Researchers have for years debated whether children from broken homes
bounce back or whether they are more likely than kids whose parents stay
together to develop emotional problems.
Experts say the latest study, published this week in the medical journal
the Lancet, is unprecedented in scale and follow-up -- it tracked about a
million children for a decade, into their mid-20s.
The question of why and how those children end up with such problems is
not answered, but the study bolsters the view that it may not be
single-parenthood or the financial hardship that can come with it, but
rather the quality of the parenting that's responsible.
The study used the Swedish national registries, which cover almost the
entire population of that country. Children were considered to be living
in a single-parent household if they were living with the same single
adult in both 1985 and 1990. That could have been the result of divorce,
separation, death of a parent, out-of-wedlock birth, guardianship or other
reasons.
About 60,000 were living with their mothers and 5,500 with their fathers.
There were 921,257 living with both parents. The children were between the
ages of 6 and 18 at the start of the study.
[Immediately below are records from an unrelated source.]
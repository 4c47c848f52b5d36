use std::fs::{self, File, OpenOptions};
use std::io::{BufRead, BufReader, Read, Write};
use std::path::{Path, PathBuf};
use std::process::{Child, Command, Stdio};
use std::sync::mpsc;
use std::thread;

use chrono::Local;
use tracing::{debug, info, warn};

use crate::model::config::Workflow;
use crate::model::value::JsonValue;
use crate::ops::stages::{StageInfo, match_stage, progress_percent};

use super::config_io::{ConfigIoError, write_json_file};

#[derive(Debug, thiserror::Error)]
pub enum RunError {
    #[error("could not start Pioneer: {0}")]
    Io(#[from] std::io::Error),
    #[error(transparent)]
    Config(#[from] ConfigIoError),
    #[error("missing {0} pipe")]
    MissingPipe(&'static str),
}

#[derive(Debug, Clone, Copy, PartialEq, Eq)]
pub enum Stream {
    Stdout,
    Stderr,
}

impl Stream {
    pub fn as_str(&self) -> &'static str {
        match self {
            Stream::Stdout => "stdout",
            Stream::Stderr => "stderr",
        }
    }
}

/// Progress of a launched run, delivered in emission order
#[derive(Debug, Clone, PartialEq)]
pub enum RunEvent {
    Started {
        workflow: Workflow,
        log_path: PathBuf,
        config_path: PathBuf,
        persisted_path: Option<PathBuf>,
    },
    Log {
        workflow: Workflow,
        stream: Stream,
        line: String,
    },
    Progress {
        workflow: Workflow,
        stage_key: &'static str,
        stage_label: &'static str,
        progress: f32,
    },
    Complete {
        workflow: Workflow,
        success: bool,
        exit_code: Option<i32>,
        message: Option<String>,
    },
}

/// What to run and where to put its files
pub struct RunRequest<'a> {
    pub pioneer: &'a Path,
    pub workflow: Workflow,
    pub config: &'a JsonValue,
    /// Also save the parameters here so the next session starts from them
    pub persist_to: Option<&'a Path>,
    /// Directory for the run's log file
    pub log_dir: &'a Path,
}

/// A run in progress. Events arrive on an internal channel; the UI drains it
/// with [`RunHandle::poll`] each tick.
pub struct RunHandle {
    pub workflow: Workflow,
    pub log_path: PathBuf,
    rx: mpsc::Receiver<RunEvent>,
}

impl RunHandle {
    /// Events received since the last poll, without blocking
    pub fn poll(&self) -> Vec<RunEvent> {
        self.rx.try_iter().collect()
    }

    /// Blocking iterator over every remaining event; ends after `Complete`
    pub fn events(&self) -> mpsc::Iter<'_, RunEvent> {
        self.rx.iter()
    }
}

/// Write the parameters, spawn `pioneer <subcommand> <config>`, and follow its
/// output on a background thread.
pub fn start_run(request: RunRequest<'_>) -> Result<RunHandle, RunError> {
    let workflow = request.workflow;
    let temp_dir = tempfile::tempdir()?;
    let config_path = temp_dir.path().join(workflow.config_filename());
    write_json_file(&config_path, request.config)?;

    if let Some(persist) = request.persist_to {
        write_json_file(persist, request.config)?;
    }

    fs::create_dir_all(request.log_dir)?;
    let log_path = request.log_dir.join(format!(
        "pioneer_{}_{}.log",
        workflow.subcommand(),
        Local::now().format("%Y%m%d_%H%M%S")
    ));
    let log_file = OpenOptions::new()
        .create(true)
        .write(true)
        .truncate(true)
        .open(&log_path)?;

    let mut child = Command::new(request.pioneer)
        .arg(workflow.subcommand())
        .arg(&config_path)
        .stdout(Stdio::piped())
        .stderr(Stdio::piped())
        .spawn()?;
    info!(%workflow, pid = child.id(), log = %log_path.display(), "started Pioneer");

    let stdout = child.stdout.take().ok_or(RunError::MissingPipe("stdout"))?;
    let stderr = child.stderr.take().ok_or(RunError::MissingPipe("stderr"))?;

    let (tx, rx) = mpsc::channel();
    let _ = tx.send(RunEvent::Started {
        workflow,
        log_path: log_path.clone(),
        config_path,
        persisted_path: request.persist_to.map(Path::to_path_buf),
    });

    thread::spawn(move || {
        // The config file lives in the temp dir; keep it until Pioneer exits
        let _temp_dir = temp_dir;
        follow_run(workflow, child, stdout, stderr, log_file, tx);
    });

    Ok(RunHandle {
        workflow,
        log_path,
        rx,
    })
}

fn follow_run<O, E>(
    workflow: Workflow,
    mut child: Child,
    stdout: O,
    stderr: E,
    mut log_file: File,
    tx: mpsc::Sender<RunEvent>,
) where
    O: Read + Send + 'static,
    E: Read + Send + 'static,
{
    let (line_tx, line_rx) = mpsc::channel::<(Stream, String)>();
    spawn_reader(stdout, line_tx.clone(), Stream::Stdout);
    spawn_reader(stderr, line_tx, Stream::Stderr);

    let stages = workflow.stages();
    let mut stage_index = 0usize;
    send_stage(&tx, workflow, stages, stage_index);

    for (stream, line) in line_rx {
        let _ = writeln!(log_file, "{}: {}", stream.as_str(), line);
        debug!(%workflow, stream = stream.as_str(), "{}", line);
        if let Some(next) = match_stage(&line, stage_index, stages) {
            stage_index = next;
            send_stage(&tx, workflow, stages, stage_index);
        }
        let _ = tx.send(RunEvent::Log {
            workflow,
            stream,
            line,
        });
    }

    let complete = match child.wait() {
        Ok(status) if status.success() => {
            if stage_index + 1 < stages.len() {
                send_stage(&tx, workflow, stages, stages.len() - 1);
            }
            info!(%workflow, "Pioneer finished");
            RunEvent::Complete {
                workflow,
                success: true,
                exit_code: status.code(),
                message: None,
            }
        }
        Ok(status) => {
            let message = format!("Pioneer exited with status {:?}", status.code().or(Some(-1)));
            warn!(%workflow, "{}", message);
            RunEvent::Complete {
                workflow,
                success: false,
                exit_code: status.code(),
                message: Some(message),
            }
        }
        Err(e) => {
            warn!(%workflow, error = %e, "could not wait for Pioneer");
            RunEvent::Complete {
                workflow,
                success: false,
                exit_code: None,
                message: Some(e.to_string()),
            }
        }
    };
    let _ = tx.send(complete);
}

fn spawn_reader<R: Read + Send + 'static>(
    reader: R,
    tx: mpsc::Sender<(Stream, String)>,
    stream: Stream,
) {
    thread::spawn(move || {
        for line in BufReader::new(reader).lines().map_while(Result::ok) {
            if tx.send((stream, line)).is_err() {
                break;
            }
        }
    });
}

fn send_stage(tx: &mpsc::Sender<RunEvent>, workflow: Workflow, stages: &[StageInfo], index: usize) {
    let stage = &stages[index];
    let _ = tx.send(RunEvent::Progress {
        workflow,
        stage_key: stage.key,
        stage_label: stage.label,
        progress: progress_percent(index, stages.len()),
    });
}
use crossterm::event::{KeyCode, KeyEvent};

use crate::tui::app::{App, Mode};

pub(super) fn handle_search(app: &mut App, key: KeyEvent) {
    match key.code {
        // Cancel search
        KeyCode::Esc => {
            app.mode = Mode::Navigate;
            app.search_input.clear();
        }

        // Execute search
        KeyCode::Enter => {
            app.mode = Mode::Navigate;
            if !app.search_input.is_empty() {
                app.last_search = Some(std::mem::take(&mut app.search_input));
                app.jump_to_match(true);
            }
        }

        KeyCode::Backspace => {
            if app.search_input.pop().is_none() {
                app.mode = Mode::Navigate;
            }
        }

        KeyCode::Char(c) => app.search_input.push(c),

        _ => {}
    }
}

#[cfg(test)]
mod tests {
    use crossterm::event::KeyCode;

    use super::super::test_keys::*;
    use crate::model::config::{ConfigSchema, Settings, Workflow};
    use crate::model::value::JsonValue;
    use crate::model::workspace::{ConfigState, Workspace};
    use crate::tui::app::{App, Mode};
    use crate::tui::input::handle_key;
    use serde_json::json;

    fn app() -> App {
        let mut ws = Workspace::new();
        ws.insert(
            Workflow::BuildSpecLib,
            ConfigState::from_schema(ConfigSchema {
                default_config: JsonValue::from(json!({
                    "fasta_digest_params": {"min_length": 7, "max_length": 30},
                    "library_params": {"rt_bin_tol": 1.0}
                })),
                simplified_config: JsonValue::empty_object(),
                persisted_config: None,
                persisted_path: None,
            }),
        );
        App::new(ws, Settings::default())
    }

    #[test]
    fn enter_runs_search_and_jumps() {
        let mut app = app();
        handle_key(&mut app, ch('/'));
        assert_eq!(app.mode, Mode::Search);
        type_str(&mut app, "MAX");
        handle_key(&mut app, key(KeyCode::Enter));
        assert_eq!(app.mode, Mode::Navigate);
        assert_eq!(app.last_search.as_deref(), Some("MAX"));
        assert_eq!(
            app.selected_row().unwrap().path.dotted(),
            "fasta_digest_params.max_length"
        );
    }

    #[test]
    fn invalid_regex_falls_back_to_literal() {
        let mut app = app();
        handle_key(&mut app, ch('/'));
        type_str(&mut app, "rt_bin(");
        handle_key(&mut app, key(KeyCode::Enter));
        // no literal "rt_bin(" anywhere, so the cursor stays put
        assert_eq!(app.cursor(), 0);
        handle_key(&mut app, ch('/'));
        type_str(&mut app, "tol");
        handle_key(&mut app, key(KeyCode::Enter));
        assert_eq!(app.selected_row().unwrap().path.dotted(), "library_params.rt_bin_tol");
    }

    #[test]
    fn escape_keeps_previous_search() {
        let mut app = app();
        app.last_search = Some("min".into());
        handle_key(&mut app, ch('/'));
        type_str(&mut app, "max");
        handle_key(&mut app, key(KeyCode::Esc));
        assert_eq!(app.last_search.as_deref(), Some("min"));
        assert!(app.search_input.is_empty());
    }

    #[test]
    fn backspace_on_empty_leaves_search() {
        let mut app = app();
        handle_key(&mut app, ch('/'));
        handle_key(&mut app, key(KeyCode::Backspace));
        assert_eq!(app.mode, Mode::Navigate);
    }
}
/// A named phase of a Pioneer run, recognized from its output by keyword
#[derive(Debug, Clone, Copy, PartialEq, Eq)]
pub struct StageInfo {
    pub key: &'static str,
    pub label: &'static str,
    /// Lower-case substrings that signal entry into this stage. An empty list
    /// never matches; the first stage is entered at launch.
    pub keywords: &'static [&'static str],
}

pub const BUILD_STAGES: [StageInfo; 5] = [
    StageInfo {
        key: "starting",
        label: "Starting Pioneer",
        keywords: &[],
    },
    StageInfo {
        key: "prepare",
        label: "Preparing inputs",
        keywords: &["reading", "loading", "prepare", "initializing"],
    },
    StageInfo {
        key: "predict",
        label: "Predicting spectral library",
        keywords: &[
            "predict",
            "altimeter",
            "model",
            "generating",
            "writing predicted",
        ],
    },
    StageInfo {
        key: "write",
        label: "Writing spectral library",
        keywords: &["writing", "saving", "export"],
    },
    StageInfo {
        key: "complete",
        label: "Completed",
        keywords: &["complete", "finished", "success"],
    },
];

pub const SEARCH_STAGES: [StageInfo; 7] = [
    StageInfo {
        key: "starting",
        label: "Starting Pioneer",
        keywords: &[],
    },
    StageInfo {
        key: "prepare",
        label: "Preparing inputs",
        keywords: &["reading", "loading", "preparing", "initializing"],
    },
    StageInfo {
        key: "presearch",
        label: "Tuning search parameters",
        keywords: &["presearch", "tuning", "estimating"],
    },
    StageInfo {
        key: "first",
        label: "Running first pass search",
        keywords: &["first search", "index search", "first pass"],
    },
    StageInfo {
        key: "quant",
        label: "Running quantification search",
        keywords: &["quant", "quantification", "scoring"],
    },
    StageInfo {
        key: "finishing",
        label: "Finalizing results",
        keywords: &["writing results", "post-processing", "saving"],
    },
    StageInfo {
        key: "complete",
        label: "Completed",
        keywords: &["complete", "finished", "success"],
    },
];

/// Index of the first stage after `current` whose keywords occur in `line`
/// (case-insensitive). Stages never move backwards, but may skip ahead.
pub fn match_stage(line: &str, current: usize, stages: &[StageInfo]) -> Option<usize> {
    let normalized = line.to_lowercase();
    stages
        .iter()
        .enumerate()
        .skip(current + 1)
        .find(|(_, stage)| stage.keywords.iter().any(|kw| normalized.contains(kw)))
        .map(|(idx, _)| idx)
}

/// Percent complete when at stage `index` of `count`
pub fn progress_percent(index: usize, count: usize) -> f32 {
    if count <= 1 {
        100.0
    } else {
        (index.min(count - 1) as f32 / (count - 1) as f32) * 100.0
    }
}
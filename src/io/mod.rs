pub mod config_io;
pub mod logging;
pub mod runner;
pub mod schema;
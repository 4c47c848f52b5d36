use std::fmt;
use std::sync::Arc;

use indexmap::IndexMap;
use serde::{Deserialize, Deserializer, Serialize, Serializer};
use serde_json::Number;

use super::path::Segment;

/// Key-ordered mapping used for JSON objects
pub type JsonMap = IndexMap<String, JsonValue>;

/// A JSON document node.
///
/// Containers are reference-counted so that a copy-on-write update only
/// allocates along the edited path; every untouched subtree keeps its
/// storage (see [`JsonValue::shares_storage`]). Equality is structural.
#[derive(Debug, Clone, PartialEq, Default)]
pub enum JsonValue {
    #[default]
    Null,
    Bool(bool),
    Number(Number),
    String(String),
    Array(Arc<Vec<JsonValue>>),
    Object(Arc<JsonMap>),
}

impl JsonValue {
    pub fn empty_object() -> Self {
        JsonValue::Object(Arc::new(JsonMap::new()))
    }

    pub fn empty_array() -> Self {
        JsonValue::Array(Arc::new(Vec::new()))
    }

    pub fn array<I: IntoIterator<Item = JsonValue>>(items: I) -> Self {
        JsonValue::Array(Arc::new(items.into_iter().collect()))
    }

    pub fn object<K, I>(entries: I) -> Self
    where
        K: Into<String>,
        I: IntoIterator<Item = (K, JsonValue)>,
    {
        JsonValue::Object(Arc::new(
            entries.into_iter().map(|(k, v)| (k.into(), v)).collect(),
        ))
    }

    /// Null, booleans, numbers and strings are scalars; arrays and objects are not.
    pub fn is_scalar(&self) -> bool {
        !matches!(self, JsonValue::Array(_) | JsonValue::Object(_))
    }

    pub fn is_null(&self) -> bool {
        matches!(self, JsonValue::Null)
    }

    pub fn as_str(&self) -> Option<&str> {
        match self {
            JsonValue::String(s) => Some(s),
            _ => None,
        }
    }

    pub fn as_array(&self) -> Option<&[JsonValue]> {
        match self {
            JsonValue::Array(items) => Some(items),
            _ => None,
        }
    }

    pub fn as_object(&self) -> Option<&JsonMap> {
        match self {
            JsonValue::Object(map) => Some(map),
            _ => None,
        }
    }

    /// Short name of the runtime type, as shown to users
    pub fn type_name(&self) -> &'static str {
        match self {
            JsonValue::Null => "null",
            JsonValue::Bool(_) => "boolean",
            JsonValue::Number(_) => "number",
            JsonValue::String(_) => "string",
            JsonValue::Array(_) => "array",
            JsonValue::Object(_) => "object",
        }
    }

    /// Look up a single path segment. A key only resolves on an object and an
    /// index only resolves on an array (within bounds).
    pub fn child(&self, segment: &Segment) -> Option<&JsonValue> {
        match (self, segment) {
            (JsonValue::Object(map), Segment::Key(key)) => map.get(key),
            (JsonValue::Array(items), Segment::Index(i)) => items.get(*i),
            _ => None,
        }
    }

    pub fn get_key(&self, key: &str) -> Option<&JsonValue> {
        self.as_object()?.get(key)
    }

    pub fn get_index(&self, index: usize) -> Option<&JsonValue> {
        self.as_array()?.get(index)
    }

    /// True when both values are containers backed by the same allocation.
    /// Scalars never share storage.
    pub fn shares_storage(&self, other: &JsonValue) -> bool {
        match (self, other) {
            (JsonValue::Array(a), JsonValue::Array(b)) => Arc::ptr_eq(a, b),
            (JsonValue::Object(a), JsonValue::Object(b)) => Arc::ptr_eq(a, b),
            _ => false,
        }
    }

    /// Pretty-printed JSON text (two-space indent)
    pub fn to_pretty_string(&self) -> String {
        // Serializing an in-memory tree with string keys cannot fail
        serde_json::to_string_pretty(self).unwrap_or_default()
    }
}

impl fmt::Display for JsonValue {
    fn fmt(&self, f: &mut fmt::Formatter<'_>) -> fmt::Result {
        let text = serde_json::to_string(self).map_err(|_| fmt::Error)?;
        f.write_str(&text)
    }
}

impl From<serde_json::Value> for JsonValue {
    fn from(value: serde_json::Value) -> Self {
        match value {
            serde_json::Value::Null => JsonValue::Null,
            serde_json::Value::Bool(b) => JsonValue::Bool(b),
            serde_json::Value::Number(n) => JsonValue::Number(n),
            serde_json::Value::String(s) => JsonValue::String(s),
            serde_json::Value::Array(items) => {
                JsonValue::array(items.into_iter().map(JsonValue::from))
            }
            serde_json::Value::Object(map) => {
                JsonValue::object(map.into_iter().map(|(k, v)| (k, JsonValue::from(v))))
            }
        }
    }
}

impl From<&JsonValue> for serde_json::Value {
    fn from(value: &JsonValue) -> Self {
        match value {
            JsonValue::Null => serde_json::Value::Null,
            JsonValue::Bool(b) => serde_json::Value::Bool(*b),
            JsonValue::Number(n) => serde_json::Value::Number(n.clone()),
            JsonValue::String(s) => serde_json::Value::String(s.clone()),
            JsonValue::Array(items) => {
                serde_json::Value::Array(items.iter().map(serde_json::Value::from).collect())
            }
            JsonValue::Object(map) => serde_json::Value::Object(
                map.iter()
                    .map(|(k, v)| (k.clone(), serde_json::Value::from(v)))
                    .collect(),
            ),
        }
    }
}

impl From<bool> for JsonValue {
    fn from(b: bool) -> Self {
        JsonValue::Bool(b)
    }
}

impl From<i64> for JsonValue {
    fn from(n: i64) -> Self {
        JsonValue::Number(n.into())
    }
}

impl From<u64> for JsonValue {
    fn from(n: u64) -> Self {
        JsonValue::Number(n.into())
    }
}

/// Non-finite floats have no JSON representation and become null.
impl From<f64> for JsonValue {
    fn from(n: f64) -> Self {
        Number::from_f64(n).map_or(JsonValue::Null, JsonValue::Number)
    }
}

impl From<Number> for JsonValue {
    fn from(n: Number) -> Self {
        JsonValue::Number(n)
    }
}

impl From<&str> for JsonValue {
    fn from(s: &str) -> Self {
        JsonValue::String(s.to_string())
    }
}

impl From<String> for JsonValue {
    fn from(s: String) -> Self {
        JsonValue::String(s)
    }
}

impl Serialize for JsonValue {
    fn serialize<S: Serializer>(&self, serializer: S) -> Result<S::Ok, S::Error> {
        match self {
            JsonValue::Null => serializer.serialize_unit(),
            JsonValue::Bool(b) => serializer.serialize_bool(*b),
            JsonValue::Number(n) => n.serialize(serializer),
            JsonValue::String(s) => serializer.serialize_str(s),
            JsonValue::Array(items) => serializer.collect_seq(items.iter()),
            JsonValue::Object(map) => serializer.collect_map(map.iter()),
        }
    }
}

impl<'de> Deserialize<'de> for JsonValue {
    fn deserialize<D: Deserializer<'de>>(deserializer: D) -> Result<Self, D::Error> {
        serde_json::Value::deserialize(deserializer).map(JsonValue::from)
    }
}

#[cfg(test)]
mod tests {
    use super::*;
    use serde_json::json;

    #[test]
    fn converts_from_serde_value_preserving_key_order() {
        let v = JsonValue::from(json!({"zeta": 1, "alpha": [true, null], "mid": "x"}));
        let keys: Vec<&str> = v.as_object().unwrap().keys().map(|k| k.as_str()).collect();
        assert_eq!(keys, vec!["zeta", "alpha", "mid"]);
        assert_eq!(v.get_key("alpha").unwrap().get_index(0), Some(&JsonValue::Bool(true)));
        assert!(v.get_key("alpha").unwrap().get_index(1).unwrap().is_null());
    }

    #[test]
    fn serde_round_trip_through_text() {
        let text = r#"{"b":{"c":[1,2.5,"s"]},"a":false}"#;
        let v: JsonValue = serde_json::from_str(text).unwrap();
        assert_eq!(v.to_string(), text);
    }

    #[test]
    fn equality_ignores_storage_identity() {
        let a = JsonValue::from(json!({"x": [1, 2]}));
        let b = JsonValue::from(json!({"x": [1, 2]}));
        assert_eq!(a, b);
        assert!(!a.shares_storage(&b));
        let c = a.clone();
        assert!(a.shares_storage(&c));
    }

    #[test]
    fn child_respects_container_kind() {
        let v = JsonValue::from(json!({"0": "key", "list": ["idx"]}));
        assert_eq!(v.child(&Segment::Key("0".into())), Some(&JsonValue::from("key")));
        assert_eq!(v.child(&Segment::Index(0)), None);
        let list = v.get_key("list").unwrap();
        assert_eq!(list.child(&Segment::Index(0)), Some(&JsonValue::from("idx")));
        assert_eq!(list.child(&Segment::Key("0".into())), None);
        assert_eq!(list.child(&Segment::Index(1)), None);
    }

    #[test]
    fn scalars_and_type_names() {
        assert!(JsonValue::Null.is_scalar());
        assert!(JsonValue::from(1i64).is_scalar());
        assert!(!JsonValue::empty_array().is_scalar());
        assert!(!JsonValue::empty_object().is_scalar());
        assert_eq!(JsonValue::from("s").type_name(), "string");
        assert_eq!(JsonValue::from(f64::NAN), JsonValue::Null);
    }
}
The scientists found that children with single parents were twice as
likely as others to develop a psychiatric illness such as severe
depression or schizophrenia, to kill themselves or attempt suicide, and to
develop an alcohol-related disease. Girls were three times more likely to
become drug addicts if they lived with just one parent, and boys were four
times more likely.
The researchers concluded that financial hardship, which was defined as
renting rather than owning the home and as being on welfare, made a big
difference.
But other experts questioned the importance of financial influence, saying
Swedish single mothers are not poor when compared with those in other
countries.
"It makes you think that what you're seeing is just the most dysfunctional
families having these problems, rather than the low income. The money is
really an indicator of something else,"said Sara McLanahan, a professor of
sociology and public affairs at Princeton University.
It could well be the quality of the parenting, she said. Other experts
agreed.
In the last 30 years, poverty has been greatly reduced everywhere in
Europe, but psychiatric problems in children have not, said Dr. Stephen
Scott, a child health and behavior researcher at the Institute of
Psychiatry in London, who was not involved in the study.